++++ DATA FOR THE TASK ++++

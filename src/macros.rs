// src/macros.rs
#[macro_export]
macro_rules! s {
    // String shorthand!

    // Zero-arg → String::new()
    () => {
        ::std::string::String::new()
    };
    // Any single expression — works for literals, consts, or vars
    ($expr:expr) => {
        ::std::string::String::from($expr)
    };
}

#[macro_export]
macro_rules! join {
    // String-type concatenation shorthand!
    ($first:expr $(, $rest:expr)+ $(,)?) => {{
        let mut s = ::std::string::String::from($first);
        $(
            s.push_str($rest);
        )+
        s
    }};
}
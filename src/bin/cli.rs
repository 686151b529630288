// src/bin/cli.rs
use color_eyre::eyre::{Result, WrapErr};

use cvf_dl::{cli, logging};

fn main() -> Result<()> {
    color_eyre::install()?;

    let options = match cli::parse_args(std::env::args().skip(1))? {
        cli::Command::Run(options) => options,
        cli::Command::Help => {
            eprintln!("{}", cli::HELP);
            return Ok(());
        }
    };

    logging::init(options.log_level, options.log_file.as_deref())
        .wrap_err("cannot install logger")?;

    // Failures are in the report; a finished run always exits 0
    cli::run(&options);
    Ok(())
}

++++
++++ DATA FOR THE TASK ++++

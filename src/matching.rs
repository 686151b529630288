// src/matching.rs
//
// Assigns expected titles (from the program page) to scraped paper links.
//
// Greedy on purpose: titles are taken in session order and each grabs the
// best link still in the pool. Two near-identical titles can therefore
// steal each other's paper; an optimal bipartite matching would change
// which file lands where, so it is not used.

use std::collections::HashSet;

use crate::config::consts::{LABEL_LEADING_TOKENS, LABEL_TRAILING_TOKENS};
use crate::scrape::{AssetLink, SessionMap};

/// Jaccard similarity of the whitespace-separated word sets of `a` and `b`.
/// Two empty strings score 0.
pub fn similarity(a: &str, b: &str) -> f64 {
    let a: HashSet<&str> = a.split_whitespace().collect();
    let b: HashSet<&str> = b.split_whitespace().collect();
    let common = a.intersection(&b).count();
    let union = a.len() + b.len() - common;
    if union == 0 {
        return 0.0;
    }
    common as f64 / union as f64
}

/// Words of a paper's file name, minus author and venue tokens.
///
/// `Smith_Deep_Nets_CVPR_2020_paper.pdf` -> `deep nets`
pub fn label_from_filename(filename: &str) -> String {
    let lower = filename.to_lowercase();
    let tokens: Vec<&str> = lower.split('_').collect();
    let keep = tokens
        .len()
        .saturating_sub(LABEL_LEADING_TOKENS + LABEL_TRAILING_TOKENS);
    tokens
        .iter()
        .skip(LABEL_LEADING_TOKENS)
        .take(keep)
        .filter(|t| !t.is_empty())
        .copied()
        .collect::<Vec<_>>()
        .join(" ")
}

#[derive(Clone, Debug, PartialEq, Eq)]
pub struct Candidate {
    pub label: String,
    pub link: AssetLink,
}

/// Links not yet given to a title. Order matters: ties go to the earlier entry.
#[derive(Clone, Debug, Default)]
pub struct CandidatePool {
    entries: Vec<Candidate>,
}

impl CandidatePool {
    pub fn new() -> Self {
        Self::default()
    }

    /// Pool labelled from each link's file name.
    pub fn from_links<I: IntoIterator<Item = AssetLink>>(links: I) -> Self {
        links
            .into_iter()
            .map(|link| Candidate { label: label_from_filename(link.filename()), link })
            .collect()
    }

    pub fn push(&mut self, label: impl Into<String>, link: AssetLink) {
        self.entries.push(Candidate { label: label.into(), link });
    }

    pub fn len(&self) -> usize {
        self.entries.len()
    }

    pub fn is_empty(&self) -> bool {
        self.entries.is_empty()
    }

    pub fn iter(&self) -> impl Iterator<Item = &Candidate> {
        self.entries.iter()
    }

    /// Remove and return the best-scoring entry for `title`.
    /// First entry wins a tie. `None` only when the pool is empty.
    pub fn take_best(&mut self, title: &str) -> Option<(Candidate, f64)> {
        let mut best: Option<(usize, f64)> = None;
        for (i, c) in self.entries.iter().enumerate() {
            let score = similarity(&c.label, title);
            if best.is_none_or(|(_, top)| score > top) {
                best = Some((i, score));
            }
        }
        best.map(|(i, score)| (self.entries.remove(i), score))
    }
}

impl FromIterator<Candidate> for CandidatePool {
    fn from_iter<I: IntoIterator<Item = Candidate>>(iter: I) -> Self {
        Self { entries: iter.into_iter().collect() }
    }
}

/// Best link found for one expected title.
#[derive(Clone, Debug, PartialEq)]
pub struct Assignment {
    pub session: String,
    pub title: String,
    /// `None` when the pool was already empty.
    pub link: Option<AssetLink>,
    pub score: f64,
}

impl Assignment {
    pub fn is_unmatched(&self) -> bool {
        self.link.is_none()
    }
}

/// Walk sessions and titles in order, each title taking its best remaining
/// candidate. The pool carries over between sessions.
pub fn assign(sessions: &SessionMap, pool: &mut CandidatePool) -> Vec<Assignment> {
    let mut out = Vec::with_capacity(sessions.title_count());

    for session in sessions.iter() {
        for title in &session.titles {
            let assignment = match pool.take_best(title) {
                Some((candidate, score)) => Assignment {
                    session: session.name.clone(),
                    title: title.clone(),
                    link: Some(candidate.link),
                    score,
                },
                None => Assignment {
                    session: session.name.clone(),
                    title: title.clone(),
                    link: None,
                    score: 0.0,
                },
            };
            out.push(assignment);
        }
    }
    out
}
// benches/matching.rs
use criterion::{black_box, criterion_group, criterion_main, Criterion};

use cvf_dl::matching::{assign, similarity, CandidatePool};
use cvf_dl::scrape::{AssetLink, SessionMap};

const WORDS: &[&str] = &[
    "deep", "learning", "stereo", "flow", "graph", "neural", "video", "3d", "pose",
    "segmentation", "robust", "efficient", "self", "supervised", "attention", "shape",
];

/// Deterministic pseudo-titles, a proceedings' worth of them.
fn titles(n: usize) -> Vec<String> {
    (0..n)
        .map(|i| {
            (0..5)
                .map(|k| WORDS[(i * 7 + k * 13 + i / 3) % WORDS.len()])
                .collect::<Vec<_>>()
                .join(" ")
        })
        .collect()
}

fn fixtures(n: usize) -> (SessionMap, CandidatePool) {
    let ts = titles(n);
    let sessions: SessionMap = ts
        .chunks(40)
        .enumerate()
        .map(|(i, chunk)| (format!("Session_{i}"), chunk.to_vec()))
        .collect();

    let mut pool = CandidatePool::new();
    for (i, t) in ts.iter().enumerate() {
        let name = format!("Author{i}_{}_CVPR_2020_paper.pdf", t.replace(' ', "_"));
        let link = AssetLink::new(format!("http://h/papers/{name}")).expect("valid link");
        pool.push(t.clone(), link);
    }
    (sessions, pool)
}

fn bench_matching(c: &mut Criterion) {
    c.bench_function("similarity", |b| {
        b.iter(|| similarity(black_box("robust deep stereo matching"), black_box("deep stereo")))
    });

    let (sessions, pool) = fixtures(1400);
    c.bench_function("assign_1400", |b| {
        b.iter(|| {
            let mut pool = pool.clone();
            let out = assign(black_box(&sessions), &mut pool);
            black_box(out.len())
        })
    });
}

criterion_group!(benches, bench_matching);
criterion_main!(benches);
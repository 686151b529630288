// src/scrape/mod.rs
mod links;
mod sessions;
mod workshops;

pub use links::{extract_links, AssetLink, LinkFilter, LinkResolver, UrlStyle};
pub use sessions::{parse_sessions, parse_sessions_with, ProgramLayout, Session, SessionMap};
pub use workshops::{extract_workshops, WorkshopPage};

++++
++++ DATA FOR THE TASK ++++

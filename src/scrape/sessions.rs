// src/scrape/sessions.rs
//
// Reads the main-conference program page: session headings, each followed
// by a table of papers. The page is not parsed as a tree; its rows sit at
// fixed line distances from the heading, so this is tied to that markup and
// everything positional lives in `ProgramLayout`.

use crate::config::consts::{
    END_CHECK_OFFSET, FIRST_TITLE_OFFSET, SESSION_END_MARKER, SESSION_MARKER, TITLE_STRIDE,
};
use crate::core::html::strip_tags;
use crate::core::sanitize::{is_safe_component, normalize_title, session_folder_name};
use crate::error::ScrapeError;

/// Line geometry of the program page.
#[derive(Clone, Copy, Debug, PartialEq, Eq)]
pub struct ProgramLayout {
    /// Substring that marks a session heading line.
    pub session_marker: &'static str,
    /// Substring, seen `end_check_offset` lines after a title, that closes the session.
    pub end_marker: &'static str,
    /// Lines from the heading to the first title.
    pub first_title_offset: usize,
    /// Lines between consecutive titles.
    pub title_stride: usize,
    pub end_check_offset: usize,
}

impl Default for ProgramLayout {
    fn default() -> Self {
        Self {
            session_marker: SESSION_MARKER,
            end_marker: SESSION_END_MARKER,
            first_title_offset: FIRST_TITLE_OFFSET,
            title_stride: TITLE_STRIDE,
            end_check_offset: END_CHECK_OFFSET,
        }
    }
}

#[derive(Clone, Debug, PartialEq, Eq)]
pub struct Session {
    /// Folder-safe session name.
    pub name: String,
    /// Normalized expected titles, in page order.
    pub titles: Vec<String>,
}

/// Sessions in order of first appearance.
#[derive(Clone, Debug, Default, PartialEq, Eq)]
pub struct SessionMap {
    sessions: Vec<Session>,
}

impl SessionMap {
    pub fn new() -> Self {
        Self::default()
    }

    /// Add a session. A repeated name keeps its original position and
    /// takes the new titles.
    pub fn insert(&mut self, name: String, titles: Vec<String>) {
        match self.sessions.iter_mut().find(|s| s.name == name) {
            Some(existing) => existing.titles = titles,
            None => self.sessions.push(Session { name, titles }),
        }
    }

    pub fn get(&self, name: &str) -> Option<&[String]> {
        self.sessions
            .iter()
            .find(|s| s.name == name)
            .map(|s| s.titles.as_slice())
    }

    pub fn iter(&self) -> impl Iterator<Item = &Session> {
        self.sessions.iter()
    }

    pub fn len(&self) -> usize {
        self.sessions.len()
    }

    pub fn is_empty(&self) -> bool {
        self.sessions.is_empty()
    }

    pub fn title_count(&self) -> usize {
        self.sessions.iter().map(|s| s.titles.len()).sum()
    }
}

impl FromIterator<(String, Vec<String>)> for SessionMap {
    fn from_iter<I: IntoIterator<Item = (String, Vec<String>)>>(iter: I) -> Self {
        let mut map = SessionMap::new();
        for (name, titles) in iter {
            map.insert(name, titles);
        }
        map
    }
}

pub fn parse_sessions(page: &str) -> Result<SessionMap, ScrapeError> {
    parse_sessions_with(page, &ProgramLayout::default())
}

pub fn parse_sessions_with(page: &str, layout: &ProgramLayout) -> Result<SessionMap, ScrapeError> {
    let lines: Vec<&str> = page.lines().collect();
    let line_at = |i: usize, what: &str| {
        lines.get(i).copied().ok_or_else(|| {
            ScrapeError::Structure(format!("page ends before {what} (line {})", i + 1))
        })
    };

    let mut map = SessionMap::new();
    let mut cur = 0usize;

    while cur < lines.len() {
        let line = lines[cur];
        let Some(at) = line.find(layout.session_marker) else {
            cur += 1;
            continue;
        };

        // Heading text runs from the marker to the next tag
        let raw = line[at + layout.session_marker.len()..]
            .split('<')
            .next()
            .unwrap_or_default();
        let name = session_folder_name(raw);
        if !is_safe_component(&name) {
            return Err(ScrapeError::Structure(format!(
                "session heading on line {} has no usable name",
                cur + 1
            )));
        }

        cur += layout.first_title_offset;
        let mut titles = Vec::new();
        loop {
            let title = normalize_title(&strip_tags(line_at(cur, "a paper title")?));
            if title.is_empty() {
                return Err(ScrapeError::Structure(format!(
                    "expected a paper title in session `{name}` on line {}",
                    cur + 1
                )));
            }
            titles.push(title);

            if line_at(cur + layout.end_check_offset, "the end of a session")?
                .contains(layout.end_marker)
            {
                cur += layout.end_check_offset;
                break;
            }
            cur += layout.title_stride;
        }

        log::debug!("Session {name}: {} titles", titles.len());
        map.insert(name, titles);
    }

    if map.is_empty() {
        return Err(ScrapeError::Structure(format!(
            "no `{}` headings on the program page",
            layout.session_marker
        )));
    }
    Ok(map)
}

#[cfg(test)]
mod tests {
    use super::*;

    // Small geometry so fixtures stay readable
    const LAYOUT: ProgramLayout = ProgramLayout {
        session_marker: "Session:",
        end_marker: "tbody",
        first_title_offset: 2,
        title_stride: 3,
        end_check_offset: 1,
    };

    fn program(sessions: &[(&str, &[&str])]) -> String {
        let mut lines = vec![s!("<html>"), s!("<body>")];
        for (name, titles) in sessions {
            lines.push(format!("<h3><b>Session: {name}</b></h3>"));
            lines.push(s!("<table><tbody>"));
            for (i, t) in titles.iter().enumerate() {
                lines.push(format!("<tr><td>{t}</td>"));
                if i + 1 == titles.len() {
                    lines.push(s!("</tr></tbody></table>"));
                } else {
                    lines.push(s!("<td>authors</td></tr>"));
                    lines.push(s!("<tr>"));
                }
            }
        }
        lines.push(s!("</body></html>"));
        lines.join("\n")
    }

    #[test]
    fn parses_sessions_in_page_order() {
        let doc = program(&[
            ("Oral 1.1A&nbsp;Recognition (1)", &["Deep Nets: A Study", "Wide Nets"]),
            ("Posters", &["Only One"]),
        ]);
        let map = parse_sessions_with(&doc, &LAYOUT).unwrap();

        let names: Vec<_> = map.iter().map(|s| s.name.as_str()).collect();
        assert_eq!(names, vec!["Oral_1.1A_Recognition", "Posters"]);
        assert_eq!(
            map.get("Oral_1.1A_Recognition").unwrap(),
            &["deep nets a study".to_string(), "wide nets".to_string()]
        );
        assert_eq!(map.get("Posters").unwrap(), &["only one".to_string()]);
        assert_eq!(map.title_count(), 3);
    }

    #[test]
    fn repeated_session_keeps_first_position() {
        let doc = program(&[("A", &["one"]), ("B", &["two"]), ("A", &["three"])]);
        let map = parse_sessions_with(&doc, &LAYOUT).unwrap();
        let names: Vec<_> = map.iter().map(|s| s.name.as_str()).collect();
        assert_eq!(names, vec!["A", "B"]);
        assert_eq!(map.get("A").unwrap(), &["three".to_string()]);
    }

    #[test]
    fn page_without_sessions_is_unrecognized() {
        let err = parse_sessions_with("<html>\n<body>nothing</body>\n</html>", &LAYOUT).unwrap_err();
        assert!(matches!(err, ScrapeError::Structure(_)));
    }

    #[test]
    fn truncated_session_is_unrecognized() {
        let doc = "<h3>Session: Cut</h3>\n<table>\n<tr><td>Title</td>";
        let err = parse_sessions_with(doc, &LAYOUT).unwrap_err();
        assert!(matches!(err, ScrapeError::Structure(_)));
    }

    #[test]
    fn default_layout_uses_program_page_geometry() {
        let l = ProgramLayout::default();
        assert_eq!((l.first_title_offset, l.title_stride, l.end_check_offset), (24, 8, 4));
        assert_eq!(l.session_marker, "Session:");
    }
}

++++

[EXERCISE BRIEF]:
In the records above, find every line with the word "join" and copy it.

[RESPONSE TO THE EXERCISE]:
macro_rules! join {
        .join(" ")
                .join(" ")
        lines.join("\n")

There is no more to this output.